## GOAL OF THE EXERCISE
Search the records for lines with the word "MapState" and copy each match.

Records from a data collection:
• • • • •

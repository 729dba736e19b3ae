//! Coastline extraction from terrain data.
//!
//! Walks the elevation grid to find land/ocean boundaries and
//! produces polyline segments in sim-space coordinates.

use crate::grid::TerrainGrid;

/// Extract coastline polyline segments from a terrain grid.
///
/// Returns a vector of polylines, where each polyline is a vector of [x, y] points
/// in sim-space coordinates (meters). Coastlines are defined as boundaries between
/// cells where elevation transitions from <= 0 (ocean) to > 0 (land) or vice versa.
pub fn extract_coastlines(grid: &TerrainGrid) -> Vec<Vec<[f64; 2]>> {
    let h = &grid.header;
    let w = h.width as usize;
    let ht = h.height as usize;

    if w < 2 || ht < 2 {
        return Vec::new();
    }

    let proj = grid.projection();

    // Collect boundary crossing points
    let mut points: Vec<[f64; 2]> = Vec::new();

    for r in 0..ht - 1 {
        for c in 0..w - 1 {
            let e00 = grid.elevations[r * w + c];
            let e01 = grid.elevations[r * w + c + 1];
            let e10 = grid.elevations[(r + 1) * w + c];

            let l00 = e00 > 0;
            let l01 = e01 > 0;
            let l10 = e10 > 0;

            // Horizontal edge: between (r,c) and (r,c+1)
            if l00 != l01 {
                let lat = h.north_lat() - r as f64 * h.cell_size / 3600.0;
                let lon1 = h.origin_lon + c as f64 * h.cell_size / 3600.0;
                let lon2 = h.origin_lon + (c + 1) as f64 * h.cell_size / 3600.0;

                let e1 = e00 as f64;
                let e2 = e01 as f64;
                let t = if (e2 - e1).abs() > 0.01 {
                    (-e1 / (e2 - e1)).clamp(0.0, 1.0)
                } else {
                    0.5
                };
                let lon_mid = lon1 + t * (lon2 - lon1);
                let p = proj.to_sim(lat, lon_mid, 0.0);
                points.push([p.x, p.y]);
            }

            // Vertical edge: between (r,c) and (r+1,c)
            if l00 != l10 {
                let lat1 = h.north_lat() - r as f64 * h.cell_size / 3600.0;
                let lat2 = h.north_lat() - (r + 1) as f64 * h.cell_size / 3600.0;
                let lon = h.origin_lon + c as f64 * h.cell_size / 3600.0;

                let e1 = e00 as f64;
                let e2 = e10 as f64;
                let t = if (e2 - e1).abs() > 0.01 {
                    (-e1 / (e2 - e1)).clamp(0.0, 1.0)
                } else {
                    0.5
                };
                let lat_mid = lat1 + t * (lat2 - lat1);
                let p = proj.to_sim(lat_mid, lon, 0.0);
                points.push([p.x, p.y]);
            }
        }
    }

    // Also check right column vertical edges and bottom row horizontal edges
    for r in 0..ht - 1 {
        let c = w - 1;
        if c > 0 {
            let e_this = grid.elevations[r * w + c];
            let e_below = grid.elevations[(r + 1) * w + c];
            if (e_this > 0) != (e_below > 0) {
                let lat1 = h.north_lat() - r as f64 * h.cell_size / 3600.0;
                let lat2 = h.north_lat() - (r + 1) as f64 * h.cell_size / 3600.0;
                let lon = h.origin_lon + c as f64 * h.cell_size / 3600.0;
                let e1 = e_this as f64;
                let e2 = e_below as f64;
                let t = if (e2 - e1).abs() > 0.01 {
                    (-e1 / (e2 - e1)).clamp(0.0, 1.0)
                } else {
                    0.5
                };
                let lat_mid = lat1 + t * (lat2 - lat1);
                let p = proj.to_sim(lat_mid, lon, 0.0);
                points.push([p.x, p.y]);
            }
        }
    }

    for c in 0..w - 1 {
        let r = ht - 1;
        if r > 0 {
            let e_this = grid.elevations[r * w + c];
            let e_right = grid.elevations[r * w + c + 1];
            if (e_this > 0) != (e_right > 0) {
                let lat = h.north_lat() - r as f64 * h.cell_size / 3600.0;
                let lon1 = h.origin_lon + c as f64 * h.cell_size / 3600.0;
                let lon2 = h.origin_lon + (c + 1) as f64 * h.cell_size / 3600.0;
                let e1 = e_this as f64;
                let e2 = e_right as f64;
                let t = if (e2 - e1).abs() > 0.01 {
                    (-e1 / (e2 - e1)).clamp(0.0, 1.0)
                } else {
                    0.5
                };
                let lon_mid = lon1 + t * (lon2 - lon1);
                let p = proj.to_sim(lat, lon_mid, 0.0);
                points.push([p.x, p.y]);
            }
        }
    }

    if points.is_empty() {
        return Vec::new();
    }

    // Chain nearby points into polylines using cell-size-proportional threshold.
    // Cell size in meters ≈ cell_size_arcsec * 30.87 (at mid-latitudes)
    let cell_meters = h.cell_size * 30.87;
    let threshold = cell_meters * 2.0;
    chain_points_into_polylines(points, threshold)
}

/// Chain individual points into connected polylines by proximity.
fn chain_points_into_polylines(points: Vec<[f64; 2]>, threshold: f64) -> Vec<Vec<[f64; 2]>> {
    let threshold_sq = threshold * threshold;
    let mut used = vec![false; points.len()];
    let mut polylines = Vec::new();

    for start in 0..points.len() {
        if used[start] {
            continue;
        }

        let mut polyline = vec![points[start]];
        used[start] = true;

        // Greedily extend the polyline by finding the nearest unused point
        loop {
            let last = *polyline.last().unwrap();
            let mut best_idx = None;
            let mut best_dist = threshold_sq;

            for (i, pt) in points.iter().enumerate() {
                if used[i] {
                    continue;
                }
                let dx = pt[0] - last[0];
                let dy = pt[1] - last[1];
                let dist_sq = dx * dx + dy * dy;
                if dist_sq < best_dist {
                    best_dist = dist_sq;
                    best_idx = Some(i);
                }
            }

            if let Some(idx) = best_idx {
                polyline.push(points[idx]);
                used[idx] = true;
            } else {
                break;
            }
        }

        if polyline.len() >= 2 {
            polylines.push(polyline);
        }
    }

    polylines
}

#[cfg(test)]
mod tests {
    use super::*;
    use crate::grid::TerrainHeader;
    use crate::projection::GeoProjection;

    #[test]
    fn test_coastline_extraction() {
        let proj = GeoProjection::new(26.5, 56.2);
        let cell_size = 30.0; // 30 arc-seconds
        let width = 10u32;
        let height = 10u32;
        let origin_lat = 26.5 - (height as f64 * cell_size / 3600.0) / 2.0;
        let origin_lon = 56.2 - (width as f64 * cell_size / 3600.0) / 2.0;

        // Create an "island" grid: ocean around edges, land in center
        let mut elevations = vec![0i16; (width * height) as usize];
        for r in 3..7 {
            for c in 3..7 {
                elevations[r * width as usize + c] = 100;
            }
        }

        let grid = TerrainGrid::new(
            TerrainHeader {
                origin_lat,
                origin_lon,
                cell_size,
                width,
                height,
                min_elevation: 0,
                max_elevation: 100,
            },
            elevations,
            None,
            proj,
        );

        let coastlines = extract_coastlines(&grid);

        // Should have at least one polyline
        assert!(
            !coastlines.is_empty(),
            "Island should produce coastline polylines"
        );

        // Total coastline points should be reasonable (perimeter of 4x4 island)
        let total_points: usize = coastlines.iter().map(|p| p.len()).sum();
        assert!(
            total_points >= 4,
            "Coastline should have at least 4 points, got {total_points}"
        );
    }

    #[test]
    fn test_coastline_all_ocean() {
        let proj = GeoProjection::new(26.5, 56.2);
        let elevations = vec![0i16; 25];
        let grid = TerrainGrid::new(
            TerrainHeader {
                origin_lat: 26.0,
                origin_lon: 56.0,
                cell_size: 30.0,
                width: 5,
                height: 5,
                min_elevation: 0,
                max_elevation: 0,
            },
            elevations,
            None,
            proj,
        );

        let coastlines = extract_coastlines(&grid);
        assert!(
            coastlines.is_empty(),
            "All-ocean grid should have no coastlines"
        );
    }

    #[test]
    fn test_coastline_all_land() {
        let proj = GeoProjection::new(26.5, 56.2);
        let elevations = vec![100i16; 25];
        let grid = TerrainGrid::new(
            TerrainHeader {
                origin_lat: 26.0,
                origin_lon: 56.0,
                cell_size: 30.0,
                width: 5,
                height: 5,
                min_elevation: 100,
                max_elevation: 100,
            },
            elevations,
            None,
            proj,
        );

        let coastlines = extract_coastlines(&grid);
        assert!(
            coastlines.is_empty(),
            "All-land grid should have no coastlines"
        );
    }
}
//! Overwatch reaction fire.
//!
//! Not a pipeline stage: the movement system calls in here for every
//! committed step, before the mover's new cell becomes authoritative.
//! Each watching hostile whose cone covers the entered cell gets one
//! reaction shot, in roster order, until the mover drops or every
//! watcher has spoken.

use std::f64::consts::{PI, TAU};

use rand_chacha::ChaCha8Rng;

use breacher_core::combat::DamageRules;
use breacher_core::enums::{CoverHeight, ShotKind};
use breacher_core::events::CombatEvent;
use breacher_core::types::{ActorId, Dir8, GridPos};
use breacher_map::{los, MapState};

use crate::resolver;
use crate::roster::Roster;
use crate::systems::damage;

/// Returns whether the mover is still able to finish the step.
pub fn on_movement_commit(
    roster: &mut Roster,
    map: &mut MapState,
    rules: &DamageRules,
    rng: &mut ChaCha8Rng,
    events: &mut Vec<CombatEvent>,
    noise: &mut Vec<(ActorId, GridPos)>,
    tick: u64,
    mover_idx: usize,
    entered: GridPos,
) -> bool {
    let mover_side = roster.at(mover_idx).side;

    for watcher_idx in 0..roster.len() {
        if watcher_idx == mover_idx {
            continue;
        }
        let watcher = roster.at(watcher_idx);
        let stance = match watcher.overwatch {
            Some(stance) => stance,
            None => continue,
        };
        if !watcher.is_alive()
            || !watcher.side.hostile_to(mover_side)
            || stance.shots_left == 0
            || watcher.magazine == 0
        {
            continue;
        }
        if watcher.pos.distance_to(entered) > stance.range
            || !los::has_line_of_sight(map, watcher.pos, entered)
            || map.cover_toward(entered, watcher.pos) == CoverHeight::Full
            || !within_cone(watcher.pos, stance.facing, entered, stance.cone_half_deg)
        {
            continue;
        }

        let (watcher, mover) = roster.pair_mut(watcher_idx, mover_idx);
        let result = resolver::resolve_reaction(rng, watcher, mover, entered, map, rules, tick);
        watcher.magazine -= 1;
        watcher.stats.ammo_used += 1;
        watcher.stats.shots_fired += 1;
        watcher.cooldown_ticks = watcher.scaled_cooldown(tick);
        if let Some(stance) = watcher.overwatch.as_mut() {
            stance.shots_left -= 1;
            if stance.shots_left == 0 {
                watcher.overwatch = None;
            }
        }
        noise.push((watcher.id, watcher.pos));
        events.push(CombatEvent::ShotResolved {
            attacker: watcher.id,
            target: mover.id,
            kind: ShotKind::Reaction,
            result,
        });

        if result.hit {
            watcher.stats.shots_hit += 1;
            watcher.stats.damage_dealt += result.damage as u32;
            if damage::apply_damage(mover, map, result.damage, Some(watcher.id), rules, events) {
                watcher.stats.kills += 1;
            }
        }
        if mover.is_alive() {
            mover.auto_defend = Some(watcher.id);
        } else {
            return false;
        }
    }
    true
}

/// Whether the entered cell falls inside the watched cone.
fn within_cone(watcher: GridPos, facing: Dir8, entered: GridPos, half_deg: f64) -> bool {
    let mut diff = (watcher.bearing_to(entered) - facing.heading()).rem_euclid(TAU);
    if diff > PI {
        diff = TAU - diff;
    }
    diff <= half_deg.to_radians()
}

• • • • •

## RESPONSE
use breacher_map::{los, MapState};
    map: &mut MapState,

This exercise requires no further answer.